In that respect, Anderlecht are certainly not alone, as European football is full of former giants – big clubs from small countries that may have won European competitions in the past but are highly unlikely to do so ever again. That is because so much of European football’s wealth (both in terms of money and talent) is concentrated in the big five leagues of England, Spain, Germany, Italy and France. Of course, Celtic themselves are another prime example of a former giant, as are the likes of Ajax, Feyenoord, Benfica and Porto.
It is entirely possible that these former greats will never win another European trophy (never mind the Champions League – they may not even win another Europa League), and that is because they are whales trapped in fishbowls. Effectively, they are too big for their own domestic league but not quite big enough (especially in financial terms) to compete with clubs from the big five European leagues, to whom they invariably lose their best players.
The only possible solution to this problem is not likely to come any time soon. A solution may yet emerge in the eventual possible reorganisation of European football in preparation for a European league. Just as Celtic and their own great domestic rivals, Rangers, long to be allowed to compete in England in the hope of ultimately sharing in the Premier League’s TV riches, so clubs such as Anderlecht, Ajax or Feyenoord could benefit from being allowed to join the French league.
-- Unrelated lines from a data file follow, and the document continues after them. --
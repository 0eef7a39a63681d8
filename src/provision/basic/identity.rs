//! Workspace service accounts and the image pull secrets attached to them.

use crate::constants::DEVWORKSPACE_PULL_SECRET_LABEL;
use crate::controller::reconciler::ProvisionError;
use crate::crd::DevWorkspace;
use crate::provision::basic::{
    apply, is_status, namespace_of, owned_by, service_account_name, workspace_labels,
};
use crate::provision::{IdentitySynchronizer, PodAdditions, PullSecretSynchronizer};
use anyhow::Context;
use async_trait::async_trait;
use k8s_openapi::api::core::v1::{LocalObjectReference, Secret, ServiceAccount};
use k8s_openapi::apimachinery::pkg::apis::meta::v1::ObjectMeta;
use kube::api::{Api, DeleteParams, ListParams, Patch, PatchParams};
use kube::{Client, ResourceExt};
use serde_json::json;
use std::collections::BTreeMap;
use tracing::{debug, info};

/// Creates `<id>-sa` for each workspace
#[derive(Clone)]
pub struct KubeIdentity {
    client: Client,
}

impl std::fmt::Debug for KubeIdentity {
    fn fmt(&self, f: &mut std::fmt::Formatter<'_>) -> std::fmt::Result {
        f.debug_struct("KubeIdentity").finish_non_exhaustive()
    }
}

impl KubeIdentity {
    #[must_use]
    pub fn new(client: Client) -> Self {
        Self { client }
    }
}

#[async_trait]
impl IdentitySynchronizer for KubeIdentity {
    async fn sync_service_account(
        &self,
        workspace: &DevWorkspace,
        annotations: &BTreeMap<String, String>,
    ) -> Result<String, ProvisionError> {
        let namespace = namespace_of(workspace)?;
        let name = service_account_name(workspace);
        let account = ServiceAccount {
            metadata: ObjectMeta {
                name: Some(name.clone()),
                namespace: Some(namespace.clone()),
                labels: Some(workspace_labels(workspace)),
                annotations: (!annotations.is_empty()).then(|| annotations.clone()),
                owner_references: owned_by(workspace),
                ..Default::default()
            },
            automount_service_account_token: Some(true),
            ..Default::default()
        };
        let api: Api<ServiceAccount> = Api::namespaced(self.client.clone(), &namespace);
        apply(&api, &name, &account).await?;
        Ok(name)
    }

    async fn finalize_legacy(&self, workspace: &DevWorkspace) -> Result<bool, ProvisionError> {
        let namespace = namespace_of(workspace)?;
        let name = service_account_name(workspace);
        let api: Api<ServiceAccount> = Api::namespaced(self.client.clone(), &namespace);
        let Some(account) = api
            .get_opt(&name)
            .await
            .with_context(|| format!("failed to read service account {name}"))?
        else {
            return Ok(false);
        };
        if account.metadata.deletion_timestamp.is_some() {
            return Ok(true);
        }
        match api.delete(&name, &DeleteParams::background()).await {
            Ok(_) => {
                info!("🧹 Deleted legacy workspace service account {}/{}", namespace, name);
                Ok(true)
            }
            Err(err) if is_status(&err, 404) => Ok(false),
            Err(err) => Err(anyhow::Error::new(err)
                .context(format!("failed to delete service account {name}"))
                .into()),
        }
    }
}

/// Attaches secrets labelled `controller.devfile.io/devworkspace_pullsecret=true`
#[derive(Clone)]
pub struct KubePullSecrets {
    client: Client,
}

impl std::fmt::Debug for KubePullSecrets {
    fn fmt(&self, f: &mut std::fmt::Formatter<'_>) -> std::fmt::Result {
        f.debug_struct("KubePullSecrets").finish_non_exhaustive()
    }
}

impl KubePullSecrets {
    #[must_use]
    pub fn new(client: Client) -> Self {
        Self { client }
    }
}

#[async_trait]
impl PullSecretSynchronizer for KubePullSecrets {
    async fn sync(
        &self,
        workspace: &DevWorkspace,
        service_account: &str,
    ) -> Result<PodAdditions, ProvisionError> {
        let namespace = namespace_of(workspace)?;
        let secrets: Api<Secret> = Api::namespaced(self.client.clone(), &namespace);
        let mut names: Vec<String> = secrets
            .list(&ListParams::default().labels(&format!("{DEVWORKSPACE_PULL_SECRET_LABEL}=true")))
            .await
            .context("failed to list image pull secrets")?
            .items
            .iter()
            .map(ResourceExt::name_any)
            .collect();
        names.sort();

        let pull_secrets: Vec<LocalObjectReference> = names
            .into_iter()
            .map(|name| LocalObjectReference { name })
            .collect();

        let accounts: Api<ServiceAccount> = Api::namespaced(self.client.clone(), &namespace);
        if let Some(account) = accounts
            .get_opt(service_account)
            .await
            .with_context(|| format!("failed to read service account {service_account}"))?
        {
            if account.image_pull_secrets.as_ref() != Some(&pull_secrets) {
                accounts
                    .patch(
                        service_account,
                        &PatchParams::default(),
                        &Patch::Merge(json!({ "imagePullSecrets": pull_secrets })),
                    )
                    .await
                    .with_context(|| {
                        format!("failed to update pull secrets of {service_account}")
                    })?;
                debug!(
                    "Service account {}/{} has {} pull secret(s)",
                    namespace,
                    service_account,
                    pull_secrets.len()
                );
            }
        }

        Ok(PodAdditions {
            pull_secrets,
            ..Default::default()
        })
    }
}
//! # DevWorkspace Spec
//!
//! Main CRD specification types.

use crate::crd::{DevWorkspaceTemplateSpec, KubeResourceRef};
use serde::{Deserialize, Serialize};

/// DevWorkspace Custom Resource Definition
///
/// One user's containerized development environment. The controller resolves
/// the embedded devfile template, provisions storage, access control, routing
/// and a workload for it, and tears everything down again on stop or delete.
///
/// # Example
///
/// ```yaml
/// apiVersion: workspace.devfile.io/v1alpha2
/// kind: DevWorkspace
/// metadata:
///   name: my-workspace
///   namespace: user-ns
/// spec:
///   started: true
///   routingClass: basic
///   template:
///     components:
///       - name: tooling
///         container:
///           image: quay.io/devfile/universal-developer-image:latest
/// ```
#[derive(
    kube::CustomResource, Debug, Clone, Default, PartialEq, Deserialize, Serialize, schemars::JsonSchema,
)]
#[kube(
    kind = "DevWorkspace",
    group = "workspace.devfile.io",
    version = "v1alpha2",
    namespaced,
    status = "crate::crd::DevWorkspaceStatus",
    shortname = "dw",
    printcolumn = r#"{"name":"DevWorkspace ID", "type":"string", "jsonPath":".status.devworkspaceId"}, {"name":"Phase", "type":"string", "jsonPath":".status.phase"}, {"name":"Info", "type":"string", "jsonPath":".status.message"}"#
)]
#[serde(rename_all = "camelCase")]
pub struct DevWorkspaceSpec {
    /// Whether the workspace should be running
    #[serde(default)]
    pub started: bool,
    /// Routing class handed to the routing layer
    #[serde(default, skip_serializing_if = "Option::is_none")]
    pub routing_class: Option<String>,
    /// Devfile template describing the workspace
    #[serde(default)]
    pub template: DevWorkspaceTemplateSpec,
    /// Plugins contributed on top of the template
    #[serde(default, skip_serializing_if = "Vec::is_empty")]
    pub contributions: Vec<ComponentContribution>,
}

/// A plugin contributed to the workspace from outside its devfile
#[derive(Debug, Clone, Default, PartialEq, Deserialize, Serialize, schemars::JsonSchema)]
#[serde(rename_all = "camelCase")]
pub struct ComponentContribution {
    pub name: String,
    #[serde(default, skip_serializing_if = "Option::is_none")]
    pub uri: Option<String>,
    #[serde(default, skip_serializing_if = "Option::is_none")]
    pub kubernetes: Option<KubeResourceRef>,
}

impl DevWorkspace {
    /// `namespace/name` key used in logs and backoff bookkeeping
    #[must_use]
    pub fn key(&self) -> String {
        format!(
            "{}/{}",
            self.metadata.namespace.as_deref().unwrap_or("default"),
            self.metadata.name.as_deref().unwrap_or("unknown")
        )
    }

    /// Annotation value, if present
    #[must_use]
    pub fn annotation(&self, key: &str) -> Option<&str> {
        self.metadata
            .annotations
            .as_ref()
            .and_then(|annotations| annotations.get(key))
            .map(String::as_str)
    }

    /// Label value, if present
    #[must_use]
    pub fn label(&self, key: &str) -> Option<&str> {
        self.metadata
            .labels
            .as_ref()
            .and_then(|labels| labels.get(key))
            .map(String::as_str)
    }

    /// Finalizers currently set on the resource
    #[must_use]
    pub fn finalizers(&self) -> &[String] {
        self.metadata.finalizers.as_deref().unwrap_or_default()
    }

    #[must_use]
    pub fn has_finalizer(&self, finalizer: &str) -> bool {
        self.finalizers().iter().any(|f| f == finalizer)
    }

    /// Workspace identifier from status; empty until allocated
    #[must_use]
    pub fn workspace_id(&self) -> &str {
        self.status
            .as_ref()
            .map_or("", |status| status.devworkspace_id.as_str())
    }

    #[must_use]
    pub fn uid(&self) -> &str {
        self.metadata.uid.as_deref().unwrap_or_default()
    }
}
All of this is a long way off, if it ever happens at all. For the time being, the fallen greats of European football, such as Anderlecht, must continue on the apparently interminable treadmill of qualifying for the Champions League, being routinely thrashed in it, and then trying to qualify for the following season’s Champions League. And while that unappealing status quo continues, Anderlecht will remain just one more bald man fighting it out with all the other bald men for the use of a single comb.